AP Photo/J. Scott Applewhite
What with the president's war on immigrants, his travel ban, his Putinphilia, his threats to Obamacare, and his cabinet picks, congressional Democrats have spent most of the last month busily saying "No," with the occasional "Maybe" thrown in by some red-state senators. What congressional Democrats haven't done is propose some serious alternatives to the economic policies that Trump and congressional Republicans are poised to inflict on the (partly wary, partly unsuspecting) nation.
And that's a mistake.
Not right now, perhaps. To some degree, the Democrats' strategy has to be guided by the same criteria as an ER physician: the most urgent cases first. As well, as my colleague Paul Waldman argued on Monday, the 2018 elections, like all midterms, will largely be about mobilizing one's base, and nothing stirs the Democratic base these days like opposing Donald Trump in every way possible. Standing up and saying "No," as the Tea Party demonstrated in 2010, is a pretty good path to midterm success.

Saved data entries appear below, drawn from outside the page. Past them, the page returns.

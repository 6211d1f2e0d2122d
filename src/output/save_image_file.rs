// 该文件是 Lumina （植光） 项目的一部分。
// src/output/save_image_file.rs - 保存标注图像
//
// 本文件根据 Apache 许可证第 2.0 版（以下简称“许可证”）授权使用；
// 除非遵守该许可证条款，否则您不得使用本文件。
// 您可通过以下网址获取许可证副本：
// http://www.apache.org/licenses/LICENSE-2.0
// 除非适用法律要求或书面同意，根据本许可协议分发的软件均按“原样”提供，
// 不附带任何形式的明示或暗示的保证或条件。
// 有关许可权限与限制的具体条款，请参阅本许可协议。
//
// Copyright (C) 2026 Johann Li <me@qinka.pro>, Wareless Group

use std::path::PathBuf;

use thiserror::Error;
use tracing::info;
use url::Url;

use crate::{
  FromUrl, FromUrlWithScheme,
  output::Render,
  pipeline::Report,
  url_to_path,
};

pub struct SaveImageFileOutput {
  path: PathBuf,
}

#[derive(Error, Debug)]
pub enum SaveImageFileError {
  #[error("I/O 错误: {0}")]
  IoError(std::io::Error),
  #[error("图像错误: {0}")]
  ImageError(image::ImageError),
  #[error("URI 方案不匹配: {0}")]
  SchemeMismatch(String),
}

impl FromUrlWithScheme for SaveImageFileOutput {
  const SCHEME: &'static str = "image";
}

impl FromUrl for SaveImageFileOutput {
  type Error = SaveImageFileError;

  fn from_url(uri: &Url) -> Result<Self, Self::Error> {
    if uri.scheme() != Self::SCHEME {
      return Err(SaveImageFileError::SchemeMismatch(format!(
        "期望保存方式 '{}', 实际保存方式 '{}'",
        Self::SCHEME,
        uri.scheme()
      )));
    }

    Ok(SaveImageFileOutput {
      path: url_to_path(uri),
    })
  }
}

impl SaveImageFileOutput {
  pub fn new(path: impl Into<PathBuf>) -> Self {
    Self { path: path.into() }
  }

  fn save_image(&self, image: &image::RgbImage) -> Result<(), SaveImageFileError> {
    if let Some(parent) = self.path.parent()
      && !parent.as_os_str().is_empty()
    {
      std::fs::create_dir_all(parent).map_err(SaveImageFileError::IoError)?;
    }

    image
      .save(&self.path)
      .map_err(SaveImageFileError::ImageError)?;

    info!("保存标注图像到文件: {}", self.path.display());

    Ok(())
  }
}

impl Render for SaveImageFileOutput {
  type Error = SaveImageFileError;

  fn render_report(&self, report: &Report) -> Result<(), Self::Error> {
    self.save_image(&report.annotated)
  }
}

But only up to a point. Ohio's Sherrod Brown and Wisconsin's Tammy Baldwin-two stellar progressive Democratic senators up for re-election in 2018-surely need the support of a higher share of the many white working-class voters in their states than Hillary Clinton won last November. And the way to win that higher share is to do what Brown and Baldwin have done in their past elections: Make a plausible progressive populist pitch on economic issues.

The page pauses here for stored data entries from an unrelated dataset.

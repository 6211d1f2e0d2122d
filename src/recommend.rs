// 该文件是 Lumina （植光） 项目的一部分。
// src/recommend.rs - 补光设备推荐配置
//
// 本文件根据 Apache 许可证第 2.0 版（以下简称“许可证”）授权使用；
// 除非遵守该许可证条款，否则您不得使用本文件。
// 您可通过以下网址获取许可证副本：
// http://www.apache.org/licenses/LICENSE-2.0
// 除非适用法律要求或书面同意，根据本许可协议分发的软件均按“原样”提供，
// 不附带任何形式的明示或暗示的保证或条件。
// 有关许可权限与限制的具体条款，请参阅本许可协议。
//
// Copyright (C) 2026 Johann Li <me@qinka.pro>, Wareless Group

use std::collections::BTreeMap;

use serde::{Deserialize, Serialize};

use crate::label::{GERMINATION, GROWING, HARVESTING};

/// 单个生长阶段的补光与温度设置
#[derive(Debug, Clone, PartialEq, Eq, Serialize, Deserialize)]
pub struct DeviceConfig {
  pub light_color: String,
  pub light_intensity: String,
  pub temperature: String,
}

impl DeviceConfig {
  pub fn new(
    light_color: impl Into<String>,
    light_intensity: impl Into<String>,
    temperature: impl Into<String>,
  ) -> Self {
    Self {
      light_color: light_color.into(),
      light_intensity: light_intensity.into(),
      temperature: temperature.into(),
    }
  }
}

/// 植物品种 -> 生长阶段 -> 设备配置
#[derive(Debug, Clone, Default, PartialEq, Eq, Deserialize)]
#[serde(transparent)]
pub struct RecommendationTable {
  plants: BTreeMap<String, BTreeMap<String, DeviceConfig>>,
}

impl RecommendationTable {
  pub fn empty() -> Self {
    Self::default()
  }

  /// 内置的两种生菜配置
  pub fn builtin() -> Self {
    let mut table = Self::empty();

    let olmetie = "Olmetie Lettuce";
    table.insert(
      olmetie,
      GERMINATION,
      DeviceConfig::new("Blue", "5,000-10,000 lux", "16-20°C"),
    );
    table.insert(
      olmetie,
      GROWING,
      DeviceConfig::new("Red + Blue", "15,000-20,000 lux", "18-22°C"),
    );
    table.insert(
      olmetie,
      HARVESTING,
      DeviceConfig::new("Red + Blue", "15,000-20,000 lux", "18-22°C"),
    );

    let thurinus = "Thurinus Lettuce";
    table.insert(
      thurinus,
      GERMINATION,
      DeviceConfig::new("Blue", "5,000-8,000 lux", "15-19°C"),
    );
    table.insert(
      thurinus,
      GROWING,
      DeviceConfig::new("Red + Blue", "12,000-18,000 lux", "18-24°C"),
    );
    table.insert(
      thurinus,
      HARVESTING,
      DeviceConfig::new("Red + Blue", "12,000-18,000 lux", "18-24°C"),
    );

    table
  }

  pub fn insert(
    &mut self,
    plant: impl Into<String>,
    stage: impl Into<String>,
    config: DeviceConfig,
  ) -> Option<DeviceConfig> {
    self
      .plants
      .entry(plant.into())
      .or_default()
      .insert(stage.into(), config)
  }

  /// 任一键不存在时返回 `None`
  pub fn resolve(&self, plant: &str, stage: &str) -> Option<&DeviceConfig> {
    self.plants.get(plant)?.get(stage)
  }

  pub fn plants(&self) -> impl Iterator<Item = &str> {
    self.plants.keys().map(String::as_str)
  }
}
// 该文件是 Lumina （植光） 项目的一部分。
// src/args.rs - 项目参数配置
//
// 本程序遵循 GNU Affero 通用公共许可证（AGPL）许可协议。
// 本程序的发布旨在提供实用价值，但不作任何形式的担保，
// 包括但不限于对适销性或特定用途适用性的默示担保。
// 更多详情请参阅 GNU 通用公共许可证。
//
// Copyright (C) 2026 Johann Li <me@qinka.pro>, ETVP

use std::path::PathBuf;

use clap::Parser;
use lumina::plant::PlantType;
use url::Url;

/// Lumina 生长阶段检测与补光推荐
#[derive(Parser, Debug)]
#[command(author, version, about, long_about = None)]
pub struct Args {
  /// 检测结果来源，例如 replay:///path/to/detections.json
  #[arg(long, value_name = "MODEL")]
  pub detector: Url,

  /// 上传的图像（JPEG/PNG），例如 image:///path/to/lettuce.jpg
  #[arg(long, value_name = "SOURCE")]
  pub input: Url,

  /// 植物品种: "Olmetie Lettuce" 或 "Thurinus Lettuce"
  #[arg(long, value_name = "PLANT")]
  pub plant: PlantType,

  /// 标注图像输出路径，例如 image:///path/to/annotated.png
  #[arg(long, value_name = "OUTPUT")]
  pub output: Option<Url>,

  /// 检测报告输出路径，例如 json:///path/to/report.json
  #[arg(long, value_name = "REPORT")]
  pub report: Option<Url>,

  /// TOML 配置文件
  #[arg(long, value_name = "FILE")]
  pub config: Option<PathBuf>,

  /// 置信度阈值 (0.0 - 1.0)，覆盖配置文件
  #[arg(long, value_name = "THRESHOLD", value_parser = parse_confidence)]
  pub confidence: Option<f32>,
}

fn parse_confidence(s: &str) -> Result<f32, String> {
  let value: f32 = s.parse().map_err(|e| format!("{}", e))?;
  if (0.0..=1.0).contains(&value) {
    Ok(value)
  } else {
    Err(format!("置信度阈值必须在 0 到 1 之间: {}", value))
  }
}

Brown and Baldwin are not alone in this. There will be other Democratic Senate and House candidates who will have to campaign on those themes (among other themes) as well.
The widespread support for economic populism that fueled Bernie Sanders's insurgency and was embraced, if awkwardly, by Hillary Clinton, hasn't gone away. A poll released Tuesday from Public Policy Polling, for instance, showed that in seven states (Delaware, Florida, Missouri, Montana, Ohio, Wisconsin, and West Virginia) where Democratic senators will face tough electoral challenges next year, the populist arguments against confirming Neil Gorsuch for the Supreme Court (he's sided with insurance companies against consumers, employers against wage-withheld workers, and so on) carry much more weight than the argument that the Republicans stole his seat.

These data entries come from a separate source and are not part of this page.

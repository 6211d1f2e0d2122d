// 该文件是 Lumina （植光） 项目的一部分。
// src/model/replay.rs - 回放已记录的检测结果
//
// 本程序遵循 GNU Affero 通用公共许可证（AGPL）许可协议。
// 本程序的发布旨在提供实用价值，但不作任何形式的担保，
// 包括但不限于对适销性或特定用途适用性的默示担保。
// 更多详情请参阅 GNU 通用公共许可证。
//
// Copyright (C) 2026 Johann Li <me@qinka.pro>, ETVP

use std::collections::BTreeMap;

use image::RgbImage;
use serde::Deserialize;
use thiserror::Error;
use tracing::{debug, error, info};
use url::Url;

use crate::{
  FromUrl, FromUrlWithScheme,
  model::{DetectItem, DetectResult, Detector},
  url_to_path,
};

#[derive(Error, Debug)]
pub enum ReplayDetectorError {
  #[error("URI 方案不匹配: {0}")]
  SchemeMismatch(String),
  #[error("I/O 错误: {0}")]
  IoError(#[from] std::io::Error),
  #[error("检测记录解析错误: {0}")]
  JsonError(#[from] serde_json::Error),
}

#[derive(Debug, Deserialize)]
struct Recording {
  #[serde(default)]
  names: BTreeMap<u32, String>,
  #[serde(default)]
  detections: Vec<DetectItem>,
}

/// 从 JSON 记录中读取检测结果，按记录顺序返回
///
/// ```json
/// {
///   "names": { "0": "Flowering", "1": "Germination" },
///   "detections": [ { "bbox": [20, 40, 80, 90], "confidence": 0.87, "class_id": 0 } ]
/// }
/// ```
#[derive(Debug, Clone)]
pub struct ReplayDetector {
  recording: DetectResult,
}

impl FromUrlWithScheme for ReplayDetector {
  const SCHEME: &'static str = "replay";
}

impl FromUrl for ReplayDetector {
  type Error = ReplayDetectorError;

  fn from_url(url: &Url) -> Result<Self, Self::Error> {
    if url.scheme() != Self::SCHEME {
      error!(
        "URI 方案不匹配: 期望 '{}', 实际 '{}'",
        Self::SCHEME,
        url.scheme()
      );
      return Err(ReplayDetectorError::SchemeMismatch(url.scheme().to_string()));
    }

    let path = url_to_path(url);
    info!("加载检测记录: {}", path.display());
    let data = std::fs::read_to_string(&path)?;
    Self::from_json(&data)
  }
}

impl ReplayDetector {
  pub fn new(recording: DetectResult) -> Self {
    Self { recording }
  }

  pub fn from_json(data: &str) -> Result<Self, ReplayDetectorError> {
    let Recording { names, detections } = serde_json::from_str(data)?;
    debug!(
      "检测记录: {} 个类别, {} 个目标",
      names.len(),
      detections.len()
    );
    Ok(Self::new(DetectResult::new(detections, names)))
  }
}

impl Detector for ReplayDetector {
  type Error = ReplayDetectorError;

  fn detect(&self, image: &RgbImage, confidence: f32) -> Result<DetectResult, Self::Error> {
    debug!(
      "回放检测: 图像 {}x{}, 置信度阈值 {}",
      image.width(),
      image.height(),
      confidence
    );
    let items: Vec<DetectItem> = self
      .recording
      .items
      .iter()
      .filter(|item| item.score >= confidence)
      .cloned()
      .collect();
    debug!(
      "保留 {} / {} 个检测结果",
      items.len(),
      self.recording.items.len()
    );
    Ok(DetectResult::new(items, self.recording.names.clone()))
  }
}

On broad economic questions, congressional Democrats will need to clearly counter-pose populist policies to those that the administration and congressional Republicans will soon present on taxes and bank regulations. Given both the populist sentiment abroad in the land and the Democrats' overall move leftward, that shouldn't be all that hard to do.
For one thing, there's abundant evidence that workers have been getting less and less of the wealth they create. That's been clear in the data coming from economists like Thomas Piketty and Emmanuel Saez, and from the University of Massachusetts's William Lazonick, who has documented how over the past decade, the companies on the Fortune 500 have devoted nearly all their net revenue to dividends and share buybacks at the expense of wage hikes, R&D, and investment in capital-often incurring debt purely to funnel funds to shareholders.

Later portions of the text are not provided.